Laser produced plasma (LPP) has been extensively investigated as a potential high power light source for the Extreme Ultraviolet (EUV) lithography industry. Generally in LLP, a high power infrared laser is used to irradiate a metal or gas target to generate plasma emitting EUV radiation, and the radiation is then collected by an EUV collector mirror. Similar concepts have been used to develop broadband UV-VIS light sources, specifically laser-driven light sources (such as LDLS™, commercially available from Energetiq Technology Inc., Woburn, Mass.).
The LDLS concept is very similar to LPP as a source for EUV radiation. A focused high power infrared (IR) laser passes through a hole at the center of a collector mirror. This configuration is due to lack of an IR transparent and DUV-VIS high reflective mirror, or a UV-DUV expanded cold mirror. As an alternative to a conventional cold mirror, aluminum-based mirror have been used. However, the aluminum-based mirror is opaque in the IR range, and thus does not transmit light from the IR laser. As a result, a center hole in the mirror is commonly necessary in order to allow passage of light from the IR laser. In addition, the aluminum-based mirror has a low damage threshold which makes the aluminum-based mirror less compatible with high power light sources.
Cold mirrors are frequently applied to reflectors that are located close to a source. FIG. 1A illustrates a cold mirror having an angle of incidence of 0 degrees. FIG. 1B, is a graph of reflectance versus wavelength for the cold mirror of FIG. 1A, shows that the cold mirror has high reflectance at wavelengths of about 400 nm to about 650 nm when operating in the VIS-IR range. Similarly, FIG. 1C illustrates a cold mirror having an angle of incidence of 45 degrees. FIG. 1D, which is a graph of reflectance versus wavelength for the cold mirror of FIG. 1C, shows that the cold mirror has high reflectance at wavelengths of about 400 nm to about 650 nm when operating in the VIS-IR range. Such cold mirrors are designed to reflect about 90% of visible light and to transmit about 80% of infrared radiation/energy (heat) and may be used to provide visible light for lighting applications, such as lighting for stadiums, projection lighting, studio settings, medical applications and others, while also reducing the amount of reflected heat.
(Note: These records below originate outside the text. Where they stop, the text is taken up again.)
//! HTTP handlers

pub mod health;
pub mod records;

pub use health::health;
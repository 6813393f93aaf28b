//! Todo records

use once_cell::sync::Lazy;
use serde::{Deserialize, Serialize};

use crate::record::{FieldValue, Record};
use crate::schema::{FieldSpec, Schema};

static TODO_SCHEMA: Lazy<Schema> = Lazy::new(|| {
    Schema::new(
        Todo::KIND,
        vec![
            FieldSpec::id(),
            FieldSpec::text("title", 3, None),
            FieldSpec::text("description", 3, Some(100)),
            FieldSpec::integer("priority", Some(1), Some(5)),
            FieldSpec::boolean("complete"),
        ],
    )
});

/// A todo item
#[derive(Debug, Clone, PartialEq, Eq, Serialize, Deserialize)]
pub struct Todo {
    #[serde(default)]
    pub id: i64,
    pub title: String,
    pub description: String,
    pub priority: i64,
    pub complete: bool,
}

impl Record for Todo {
    const KIND: &'static str = "todo";

    fn schema() -> &'static Schema {
        &TODO_SCHEMA
    }

    fn id(&self) -> i64 {
        self.id
    }

    fn set_id(&mut self, id: i64) {
        self.id = id;
    }

    fn field(&self, name: &str) -> Option<FieldValue<'_>> {
        match name {
            "id" => Some(FieldValue::Integer(self.id)),
            "title" => Some(FieldValue::Text(&self.title)),
            "description" => Some(FieldValue::Text(&self.description)),
            "priority" => Some(FieldValue::Integer(self.priority)),
            "complete" => Some(FieldValue::Bool(self.complete)),
            _ => None,
        }
    }
}
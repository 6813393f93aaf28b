//! Liveness check

use axum::Json;
use serde_json::{json, Value};

pub async fn health() -> Json<Value> {
    Json(json!({
        "status": "ok",
        "version": env!("CARGO_PKG_VERSION"),
    }))
}
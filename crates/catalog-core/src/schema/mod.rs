//! Declarative field schemas
//!
//! Each record kind describes its fields once, as a [`Schema`]. The same
//! description drives payload validation and query filter parsing.

pub(crate) mod validator;

pub use validator::validate;

use serde::Serialize;
use thiserror::Error;

/// Type and constraints of a single field
#[derive(Debug, Clone, PartialEq)]
pub enum FieldKind {
    /// Free text, length counted in characters
    Text {
        min_len: usize,
        max_len: Option<usize>,
    },
    Integer {
        min: Option<i64>,
        max: Option<i64>,
    },
    Float {
        min: Option<f64>,
        max: Option<f64>,
    },
    Bool,
}

impl FieldKind {
    pub fn type_name(&self) -> &'static str {
        match self {
            FieldKind::Text { .. } => "string",
            FieldKind::Integer { .. } => "integer",
            FieldKind::Float { .. } => "number",
            FieldKind::Bool => "boolean",
        }
    }
}

/// A named field with its kind and presence rule
#[derive(Debug, Clone, PartialEq)]
pub struct FieldSpec {
    pub name: &'static str,
    pub kind: FieldKind,
    pub required: bool,
}

impl FieldSpec {
    pub fn text(name: &'static str, min_len: usize, max_len: Option<usize>) -> Self {
        Self {
            name,
            kind: FieldKind::Text { min_len, max_len },
            required: true,
        }
    }

    pub fn integer(name: &'static str, min: Option<i64>, max: Option<i64>) -> Self {
        Self {
            name,
            kind: FieldKind::Integer { min, max },
            required: true,
        }
    }

    pub fn float(name: &'static str, min: Option<f64>, max: Option<f64>) -> Self {
        Self {
            name,
            kind: FieldKind::Float { min, max },
            required: true,
        }
    }

    pub fn boolean(name: &'static str) -> Self {
        Self {
            name,
            kind: FieldKind::Bool,
            required: true,
        }
    }

    /// Mark the field as optional (may be absent or null)
    pub fn optional(mut self) -> Self {
        self.required = false;
        self
    }

    /// Identifier field: optional on input, unbounded. An id no record
    /// carries is a lookup miss, not a malformed payload.
    pub fn id() -> Self {
        Self::integer("id", None, None).optional()
    }
}

/// Field schema of one record kind
#[derive(Debug, Clone)]
pub struct Schema {
    pub kind: &'static str,
    pub fields: Vec<FieldSpec>,
}

impl Schema {
    pub fn new(kind: &'static str, fields: Vec<FieldSpec>) -> Self {
        Self { kind, fields }
    }

    pub fn field(&self, name: &str) -> Option<&FieldSpec> {
        self.fields.iter().find(|f| f.name == name)
    }
}

/// A single failed constraint
#[derive(Debug, Clone, PartialEq, Eq, Serialize)]
pub struct FieldError {
    pub field: String,
    pub message: String,
    pub code: String,
}

impl FieldError {
    pub fn new(field: impl Into<String>, code: &str, message: impl Into<String>) -> Self {
        Self {
            field: field.into(),
            message: message.into(),
            code: code.to_string(),
        }
    }
}

/// Rejected payload or query, with one entry per failing field
#[derive(Error, Debug, Clone, PartialEq, Eq)]
#[error("Validation failed: {}", summary(.errors))]
pub struct ValidationError {
    pub errors: Vec<FieldError>,
}

impl ValidationError {
    pub fn new(errors: Vec<FieldError>) -> Self {
        Self { errors }
    }

    pub fn single(error: FieldError) -> Self {
        Self {
            errors: vec![error],
        }
    }

    pub fn has_field(&self, field: &str) -> bool {
        self.errors.iter().any(|e| e.field == field)
    }
}

fn summary(errors: &[FieldError]) -> String {
    errors
        .iter()
        .map(|e| format!("{}: {}", e.field, e.message))
        .collect::<Vec<_>>()
        .join("; ")
}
Although a conventional cold mirror can be modified to provide high transmittance in the NIR range, the high reflective band in the DUV range of the mirror is limited. For example, as shown in FIG. 2, the high reflective band in the DUV range for a conventional cold mirror operating at an angle of incidence of 0 degrees is about 15 nm. Similarly, as shown in FIG. 3, the high reflective band in the DUV range for a conventional cold mirror operating at an angle of incidence of 45 degrees is about 10 nm.